Côté africain, NJ Ayuk, dirigeant de la Chambre africaine de l’énergie, a confirmé que l’exploration est en plein essor, mais a mis en garde contre les lourdeurs administratives qui freinent encore la réalisation des projets. Il a insisté sur l’importance de la transparence et d’un environnement d’investissement plus favorable, critiquant les politiques de « deux poids, deux mesures » qui valorisent le gaz en Europe tout en limitant son expansion en Afrique. Pour lui, le gaz doit être reconnu comme un atout stratégique pour répondre à la demande croissante.

Sur le plan industriel, Kristian Johansen, patron de TGS, a révélé que son entreprise a investi plus d’un milliard de dollars dans les données sismiques sur le continent au cours des dix dernières années. Ces informations, qui couvrent environ 70 % des ressources disponibles, constituent un avantage majeur pour diminuer les risques liés à l’exploration et relancer les gisements vieillissants. Mike Sangster, vice-président Afrique de TotalEnergies, a quant à lui rappelé l’importance des sommes nécessaires pour répondre aux besoins énergétiques africains. Selon l’Agence internationale de l’énergie, près de 500 milliards de dollars par an sont indispensables, dont une grande partie pour entretenir les capacités existantes. TotalEnergies consacre d’ailleurs la moitié de son budget d’exploration en Afrique et développe de nouveaux projets en République du Congo, en Namibie, au Nigéria, en Angola et en Ouganda. L’entreprise investit également dans des solutions durables comme la réduction du brûlage des gaz au Gabon, le déploiement de milliers de détecteurs de méthane et le renforcement de ses capacités en énergies renouvelables.

Enfin, NJ Ayuk a insisté sur l’urgence d’améliorer l’accès aux combustibles propres, notamment le gaz de pétrole liquéfié (GPL), afin de réduire les millions de décès liés chaque année à l’utilisation de combustibles traditionnels pour la cuisine.
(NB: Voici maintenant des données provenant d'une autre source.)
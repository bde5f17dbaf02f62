//! Root application component.
//!
//! Pure state: it never touches the network or the screen. Key presses go
//! in, [`AppAction`]s come out, and the runtime feeds server responses back
//! through the `apply_*` methods.

use std::time::Duration;

use lodestar_proto::StatusReply;

use crate::{
    action::AppAction,
    commands::{self, Command},
    input::{InputEvent, KeyInput, TextInput},
};

/// Server identity captured during initialization.
#[derive(Debug, Clone, PartialEq, Eq)]
pub struct ServerInfo {
    /// Address the session is connected to.
    pub addr: String,
    /// Session identifier assigned by the server.
    pub session_id: u64,
    /// Server build version.
    pub version: String,
}

/// Root application state.
#[derive(Debug, Clone)]
pub struct App {
    input: TextInput,
    server: Option<ServerInfo>,
    status: Option<StatusReply>,
    latency: Option<Duration>,
    entries: Vec<String>,
    notice: Option<String>,
    should_quit: bool,
}

impl App {
    /// Application bound to `server`, or detached when `None`.
    pub fn new(server: Option<ServerInfo>) -> Self {
        Self {
            input: TextInput::new("Input title"),
            server,
            status: None,
            latency: None,
            entries: Vec::new(),
            notice: None,
            should_quit: false,
        }
    }

    /// Text input field.
    pub fn input(&self) -> &TextInput {
        &self.input
    }

    /// Connected server, if any.
    pub fn server(&self) -> Option<&ServerInfo> {
        self.server.as_ref()
    }

    /// Latest status snapshot.
    pub fn status(&self) -> Option<&StatusReply> {
        self.status.as_ref()
    }

    /// Latest measured round-trip time.
    pub fn latency(&self) -> Option<Duration> {
        self.latency
    }

    /// Submitted entries, oldest first.
    pub fn entries(&self) -> &[String] {
        &self.entries
    }

    /// One-line message for the user (errors, command feedback).
    pub fn notice(&self) -> Option<&str> {
        self.notice.as_deref()
    }

    /// True once the user asked to quit.
    pub fn should_quit(&self) -> bool {
        self.should_quit
    }

    /// Process a key press.
    pub fn handle_key(&mut self, key: KeyInput) -> Vec<AppAction> {
        if key == KeyInput::Esc {
            return self.quit();
        }

        match self.input.handle(key) {
            None => Vec::new(),
            Some(InputEvent::Changed(_) | InputEvent::CursorMoved) => vec![AppAction::Render],
            Some(InputEvent::Submitted(line)) => self.submit(&line),
        }
    }

    /// Record a status snapshot from the server.
    pub fn apply_status(&mut self, status: StatusReply) {
        self.status = Some(status);
    }

    /// Record a measured round-trip time.
    pub fn apply_latency(&mut self, latency: Duration) {
        self.latency = Some(latency);
        self.notice = Some(format!("pong in {} ms", latency.as_millis()));
    }

    /// Show `message` to the user.
    pub fn set_notice(&mut self, message: impl Into<String>) {
        self.notice = Some(message.into());
    }

    fn submit(&mut self, line: &str) -> Vec<AppAction> {
        match commands::parse(line) {
            Command::Entry { text } if text.is_empty() => Vec::new(),
            Command::Entry { text } => {
                self.entries.push(text);
                self.notice = None;
                vec![AppAction::Render]
            },
            Command::Status => vec![AppAction::RequestStatus, AppAction::Render],
            Command::Ping => vec![AppAction::Ping, AppAction::Render],
            Command::Clear => {
                self.entries.clear();
                self.notice = None;
                vec![AppAction::Render]
            },
            Command::Quit => self.quit(),
            Command::Unknown { input } => {
                self.notice = Some(format!("unknown command: {input}"));
                vec![AppAction::Render]
            },
        }
    }

    fn quit(&mut self) -> Vec<AppAction> {
        self.should_quit = true;
        vec![AppAction::Quit]
    }
}

#[cfg(test)]
mod tests {
    use super::*;

    fn type_line(app: &mut App, line: &str) -> Vec<AppAction> {
        for c in line.chars() {
            app.handle_key(KeyInput::Char(c));
        }
        app.handle_key(KeyInput::Enter)
    }

    #[test]
    fn typing_requests_render() {
        let mut app = App::new(None);
        assert_eq!(app.handle_key(KeyInput::Char('a')), vec![AppAction::Render]);
        assert_eq!(app.input().value(), "a");
    }

    #[test]
    fn submitted_text_becomes_entry() {
        let mut app = App::new(None);
        type_line(&mut app, "groceries");
        assert_eq!(app.entries(), ["groceries".to_string()]);
        assert_eq!(app.input().value(), "");
    }

    #[test]
    fn blank_submission_is_ignored() {
        let mut app = App::new(None);
        assert!(type_line(&mut app, "   ").is_empty());
        assert!(app.entries().is_empty());
    }

    #[test]
    fn status_command_requests_status() {
        let mut app = App::new(None);
        let actions = type_line(&mut app, "/status");
        assert!(actions.contains(&AppAction::RequestStatus));
    }

    #[test]
    fn quit_via_command_or_escape() {
        let mut app = App::new(None);
        assert_eq!(type_line(&mut app, "/q"), vec![AppAction::Quit]);
        assert!(app.should_quit());

        let mut app = App::new(None);
        assert_eq!(app.handle_key(KeyInput::Esc), vec![AppAction::Quit]);
    }

    #[test]
    fn unknown_command_sets_notice() {
        let mut app = App::new(None);
        type_line(&mut app, "/nope");
        assert_eq!(app.notice(), Some("unknown command: /nope"));
    }

    #[test]
    fn clear_drops_entries() {
        let mut app = App::new(None);
        type_line(&mut app, "one");
        type_line(&mut app, "two");
        type_line(&mut app, "/clear");
        assert!(app.entries().is_empty());
    }

    #[test]
    fn server_responses_are_recorded() {
        let mut app = App::new(None);
        app.apply_status(StatusReply { uptime_ms: 1500, sessions: 2 });
        app.apply_latency(Duration::from_millis(3));
        assert_eq!(app.status().map(|s| s.sessions), Some(2));
        assert_eq!(app.latency(), Some(Duration::from_millis(3)));
        assert_eq!(app.notice(), Some("pong in 3 ms"));
    }
}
Pour lui, le GPL représente une solution immédiate et essentielle dans la transition énergétique africaine.

Avec un afflux d’argent, le soutien affirmé des partenaires internationaux et une détermination croissante des acteurs africains, l’AEW 2025 marque un tournant important vers un avenir énergétique plus solide et inclusif pour le continent.